*Assignment*
Note each line of the listing that contains the string "format", and copy it.

*Source data*
◆ ◆ ◆ ◆

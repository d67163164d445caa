use serde::Deserialize;
use ts_rs::TS;

use super::entities::LiveSessionStatus;
use crate::models::common::PaginationQuery;
use crate::models::common::pagination::{deserialize_optional_bool, deserialize_optional_i64};

#[derive(Debug, Deserialize, TS)]
#[ts(export, export_to = "../frontend/src/types/generated/live_session.ts")]
pub struct CreateLiveSessionRequest {
    pub title: String,
    pub description: Option<String>,
    pub course_id: Option<i64>,
    pub language_id: Option<i64>,
    pub scheduled_at: chrono::DateTime<chrono::Utc>,
    pub duration_minutes: Option<i32>,
    pub meeting_url: Option<String>,
    pub max_participants: Option<i32>,
}

#[derive(Debug, Default, Deserialize, TS)]
#[ts(export, export_to = "../frontend/src/types/generated/live_session.ts")]
pub struct UpdateLiveSessionRequest {
    pub title: Option<String>,
    pub description: Option<String>,
    pub course_id: Option<i64>,
    pub language_id: Option<i64>,
    pub scheduled_at: Option<chrono::DateTime<chrono::Utc>>,
    pub duration_minutes: Option<i32>,
    pub meeting_url: Option<String>,
    pub max_participants: Option<i32>,
}

#[derive(Debug, Deserialize, TS)]
#[ts(export, export_to = "../frontend/src/types/generated/live_session.ts")]
pub struct LiveSessionListParams {
    #[serde(flatten)]
    #[ts(flatten)]
    pub pagination: PaginationQuery,
    #[serde(default, deserialize_with = "deserialize_optional_i64")]
    pub course_id: Option<i64>,
    pub status: Option<LiveSessionStatus>,
    /// 仅列出尚未开始的直播
    #[serde(default, deserialize_with = "deserialize_optional_bool")]
    pub upcoming: Option<bool>,
}

#[derive(Debug, Clone, Default)]
pub struct LiveSessionListQuery {
    pub page: u64,
    pub size: u64,
    pub course_id: Option<i64>,
    pub status: Option<LiveSessionStatus>,
    pub scheduled_after: Option<chrono::DateTime<chrono::Utc>>,
}

#[derive(Debug, Deserialize, TS)]
#[ts(export, export_to = "../frontend/src/types/generated/live_session.ts")]
pub struct UpdateLiveSessionStatusRequest {
    pub status: LiveSessionStatus,
}
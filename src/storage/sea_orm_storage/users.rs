use super::SeaOrmStorage;
use crate::entity::users::{ActiveModel, Column, Entity as Users};
use crate::errors::{LangLearnError, Result};
use crate::models::{
    PaginationInfo,
    users::{
        entities::{User, UserStatus},
        requests::{CreateUserRequest, UpdateUserRequest, UserListQuery},
        responses::UserListResponse,
    },
};
use crate::utils::escape_like_pattern;
use sea_orm::{
    ActiveModelTrait, ColumnTrait, Condition, EntityTrait, PaginatorTrait, QueryFilter, QueryOrder,
    Set, sea_query::Expr,
};

fn query_failed(e: sea_orm::DbErr) -> LangLearnError {
    LangLearnError::database_operation(format!("查询用户失败: {e}"))
}

impl SeaOrmStorage {
    /// 新用户默认激活，密码字段已是哈希
    pub async fn create_user_impl(&self, req: CreateUserRequest) -> Result<User> {
        let now = chrono::Utc::now().timestamp();

        let model = ActiveModel {
            username: Set(req.username),
            email: Set(req.email),
            password_hash: Set(req.password),
            role: Set(req.role.to_string()),
            status: Set(UserStatus::Active.to_string()),
            display_name: Set(req.display_name),
            avatar_url: Set(req.avatar_url),
            bio: Set(req.bio),
            created_at: Set(now),
            updated_at: Set(now),
            ..Default::default()
        };

        model
            .insert(&self.db)
            .await
            .map(|m| m.into_user())
            .map_err(|e| LangLearnError::database_operation(format!("创建用户失败: {e}")))
    }

    pub async fn get_user_by_id_impl(&self, id: i64) -> Result<Option<User>> {
        Users::find_by_id(id)
            .one(&self.db)
            .await
            .map(|m| m.map(|m| m.into_user()))
            .map_err(query_failed)
    }

    async fn find_user_where(&self, condition: Condition) -> Result<Option<User>> {
        Users::find()
            .filter(condition)
            .one(&self.db)
            .await
            .map(|m| m.map(|m| m.into_user()))
            .map_err(query_failed)
    }

    pub async fn get_user_by_username_impl(&self, username: &str) -> Result<Option<User>> {
        self.find_user_where(Condition::all().add(Column::Username.eq(username)))
            .await
    }

    pub async fn get_user_by_email_impl(&self, email: &str) -> Result<Option<User>> {
        self.find_user_where(Condition::all().add(Column::Email.eq(email)))
            .await
    }

    /// 登录时用户名与邮箱均可
    pub async fn get_user_by_username_or_email_impl(
        &self,
        identifier: &str,
    ) -> Result<Option<User>> {
        self.find_user_where(
            Condition::any()
                .add(Column::Username.eq(identifier))
                .add(Column::Email.eq(identifier.to_lowercase())),
        )
        .await
    }

    pub async fn list_users_with_pagination_impl(
        &self,
        query: UserListQuery,
    ) -> Result<UserListResponse> {
        let page = query.page.max(1);
        let size = query.size.clamp(1, 100);

        let mut filter = Condition::all();
        if let Some(search) = query.search.as_deref().map(str::trim)
            && !search.is_empty()
        {
            let escaped = escape_like_pattern(search);
            filter = filter.add(
                Condition::any()
                    .add(Column::Username.contains(&escaped))
                    .add(Column::Email.contains(&escaped))
                    .add(Column::DisplayName.contains(&escaped)),
            );
        }
        if let Some(role) = &query.role {
            filter = filter.add(Column::Role.eq(role.to_string()));
        }
        if let Some(status) = &query.status {
            filter = filter.add(Column::Status.eq(status.to_string()));
        }

        let paginator = Users::find()
            .filter(filter)
            .order_by_desc(Column::CreatedAt)
            .paginate(&self.db, size);

        let total = paginator
            .num_items()
            .await
            .map_err(|e| LangLearnError::database_operation(format!("查询用户总数失败: {e}")))?;
        let pages = paginator
            .num_pages()
            .await
            .map_err(|e| LangLearnError::database_operation(format!("查询用户页数失败: {e}")))?;
        let users = paginator.fetch_page(page - 1).await.map_err(query_failed)?;

        Ok(UserListResponse {
            items: users.into_iter().map(|m| m.into_user()).collect(),
            pagination: PaginationInfo::new(page, size, total, pages),
        })
    }

    pub async fn update_last_login_impl(&self, id: i64) -> Result<bool> {
        Users::update_many()
            .col_expr(Column::LastLogin, Expr::value(chrono::Utc::now().timestamp()))
            .filter(Column::Id.eq(id))
            .exec(&self.db)
            .await
            .map(|r| r.rows_affected > 0)
            .map_err(|e| LangLearnError::database_operation(format!("更新最后登录时间失败: {e}")))
    }

    /// 只写入请求中出现的字段
    pub async fn update_user_impl(
        &self,
        id: i64,
        update: UpdateUserRequest,
    ) -> Result<Option<User>> {
        let Some(existing) = Users::find_by_id(id)
            .one(&self.db)
            .await
            .map_err(query_failed)?
        else {
            return Ok(None);
        };

        let mut model: ActiveModel = existing.into();
        model.updated_at = Set(chrono::Utc::now().timestamp());

        if let Some(email) = update.email {
            model.email = Set(email);
        }
        if let Some(password) = update.password {
            model.password_hash = Set(password);
        }
        if let Some(role) = update.role {
            model.role = Set(role.to_string());
        }
        if let Some(status) = update.status {
            model.status = Set(status.to_string());
        }
        if update.display_name.is_some() {
            model.display_name = Set(update.display_name);
        }
        if update.avatar_url.is_some() {
            model.avatar_url = Set(update.avatar_url);
        }
        if update.bio.is_some() {
            model.bio = Set(update.bio);
        }

        model
            .update(&self.db)
            .await
            .map(|m| Some(m.into_user()))
            .map_err(|e| LangLearnError::database_operation(format!("更新用户失败: {e}")))
    }

    /// 报名、作答、成就等记录随外键级联删除
    pub async fn delete_user_impl(&self, id: i64) -> Result<bool> {
        Users::delete_by_id(id)
            .exec(&self.db)
            .await
            .map(|r| r.rows_affected > 0)
            .map_err(|e| LangLearnError::database_operation(format!("删除用户失败: {e}")))
    }

    pub async fn count_users_impl(&self) -> Result<u64> {
        Users::find()
            .count(&self.db)
            .await
            .map_err(|e| LangLearnError::database_operation(format!("统计用户数量失败: {e}")))
    }
}
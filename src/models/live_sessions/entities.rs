use serde::{Deserialize, Serialize};
use ts_rs::TS;

crate::define_string_enum! {
    pub enum LiveSessionStatus("../frontend/src/types/generated/live_session.ts") {
        Scheduled => "scheduled",
        Live => "live",
        Completed => "completed",
        Cancelled => "cancelled",
    }
}

impl LiveSessionStatus {
    /// 允许的状态流转：scheduled -> live | cancelled，live -> completed
    pub fn can_transition_to(&self, next: LiveSessionStatus) -> bool {
        matches!(
            (self, next),
            (LiveSessionStatus::Scheduled, LiveSessionStatus::Live)
                | (LiveSessionStatus::Scheduled, LiveSessionStatus::Cancelled)
                | (LiveSessionStatus::Live, LiveSessionStatus::Completed)
        )
    }

    /// 已结束或已取消的直播不再接受报名
    pub fn accepts_registration(&self) -> bool {
        matches!(self, LiveSessionStatus::Scheduled | LiveSessionStatus::Live)
    }
}

#[derive(Debug, Clone, Serialize, Deserialize, TS)]
#[ts(export, export_to = "../frontend/src/types/generated/live_session.ts")]
pub struct LiveSession {
    pub id: i64,
    pub title: String,
    pub description: Option<String>,
    pub course_id: Option<i64>,
    pub language_id: Option<i64>,
    pub host_id: i64,
    pub scheduled_at: chrono::DateTime<chrono::Utc>,
    pub duration_minutes: i32,
    pub meeting_url: Option<String>,
    /// 0 表示不限人数
    pub max_participants: i32,
    pub status: LiveSessionStatus,
    pub created_at: chrono::DateTime<chrono::Utc>,
    pub updated_at: chrono::DateTime<chrono::Utc>,
}

impl LiveSession {
    pub fn is_full(&self, attendee_count: i64) -> bool {
        self.max_participants > 0 && attendee_count >= self.max_participants as i64
    }
}

#[derive(Debug, Clone, Serialize, Deserialize, TS)]
#[ts(export, export_to = "../frontend/src/types/generated/live_session.ts")]
pub struct LiveSessionAttendee {
    pub id: i64,
    pub session_id: i64,
    pub user_id: i64,
    pub registered_at: chrono::DateTime<chrono::Utc>,
}

#[cfg(test)]
mod tests {
    use super::*;

    #[test]
    fn test_status_transitions() {
        use LiveSessionStatus::*;
        assert!(Scheduled.can_transition_to(Live));
        assert!(Scheduled.can_transition_to(Cancelled));
        assert!(Live.can_transition_to(Completed));
        assert!(!Scheduled.can_transition_to(Completed));
        assert!(!Live.can_transition_to(Cancelled));
        assert!(!Completed.can_transition_to(Live));
        assert!(!Cancelled.can_transition_to(Scheduled));
        assert!(!Live.can_transition_to(Live));
    }

    #[test]
    fn test_capacity() {
        let now = chrono::Utc::now();
        let mut session = LiveSession {
            id: 1,
            title: "Conversación".to_string(),
            description: None,
            course_id: None,
            language_id: None,
            host_id: 2,
            scheduled_at: now,
            duration_minutes: 60,
            meeting_url: None,
            max_participants: 0,
            status: LiveSessionStatus::Scheduled,
            created_at: now,
            updated_at: now,
        };
        assert!(!session.is_full(1_000));
        session.max_participants = 3;
        assert!(!session.is_full(2));
        assert!(session.is_full(3));
    }
}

◆ ◆ ◆ ◆

*Task answer*
    LangLearnError::database_operation(format!("查询用户失败: {e}"))
            .map_err(|e| LangLearnError::database_operation(format!("创建用户失败: {e}")))
            .map_err(|e| LangLearnError::database_operation(format!("查询用户总数失败: {e}")))?;
            .map_err(|e| LangLearnError::database_operation(format!("查询用户页数失败: {e}")))?;
            .map_err(|e| LangLearnError::database_operation(format!("更新最后登录时间失败: {e}")))
            .map_err(|e| LangLearnError::database_operation(format!("更新用户失败: {e}")))
            .map_err(|e| LangLearnError::database_operation(format!("删除用户失败: {e}")))
            .map_err(|e| LangLearnError::database_operation(format!("统计用户数量失败: {e}")))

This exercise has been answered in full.